Der Skeptiker redet mit allen, der Dogmatiker nur mit sich selbst

Lampenladen

Foto Blinda Helmert, nächtliche Beleuchtung im eigenen Liebenauer Laden, Nienburg durch LED-Lampenkünstler Maik Dräger, Binnen (https://www.etsy.com/shop/maikelhandmade): Lampen mit Charakter ….

Einer der prägenden Sätze, die jeder kennen sollte, lautet: „Vernünftig ist, wer den Ausnahmezustand vermeidet.“ (Odo Marquard)

„Ein Leben ist zu wenig“, sagt Greogor Gysi, nach seinem aktuellen Programm gefragt, womit er sich auf den Titel seiner Biografie bezieht. Wir brauchen lange, um die zu werden, die wir sind, um uns freizuwschwimmen von Fremdeinfluss und Fremdbestimmung. vita brevis est, so lehrt es schon Plutarch, das Leben ist (zu) kurz, um es zu verschwenden. Weil es so kurz ist, muss die Kunst umso länger sein: um das Leben zu leben brauchen wir (lebens)lang Kunst, eine Abbreviatur dafür gibt es nicht.

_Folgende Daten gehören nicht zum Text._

pub mod config;
pub mod config_validation;
pub mod dashboard;
pub mod display;
pub mod load_models;
pub mod metrics;
pub mod mock;
pub mod percentiles;
pub mod results;
pub mod runner;
pub mod script;
pub mod server;
pub mod test_config;
pub mod utils;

Odo Marquard lebte lange (1928-2015). Als Autor kurzer, unterhaltsamer, an Literatur heranreichender Essayist, blieb er Skeptiker, aber einer von der guten, der bejahenden und der fruchtbaren, nicht der nörgelnden oder wiederkauenden Sorte. Eine seiner beliebten scharfsinnigen Fragen, die zum reflektierten Denken anregen sollen, lautete:

Wieviel Einheit ist nötig zur Vielheit ?

Diese Frage ist trotz ihrer Ansätze bis heute noch nicht hinreichend und tief genug beantwortet. Selbst Marquards gewähltes Vorbild Pyrrhon mit seinem wohl populärsten Vertrer Cicero waren begnadete Individualisten, die jede Form von Dogmatismus verwarfen. Pluralisierendes, perspektivisches Denken war ihre Form von Revolte gegen das, was man heute establishment heißen könnte. Kunst, um auf anfängliches Zitat zurückzukommen, schließt Philosophie ein (Adorno: „Philosophie ist eine traurige Kunst“) – sie kann und will denken, das macht ihre Tragik aus, gerade im Zeitalter der erleuchteten Universalisierung, mit mit der Digitalisierung nahezu gleichzusetzen ist.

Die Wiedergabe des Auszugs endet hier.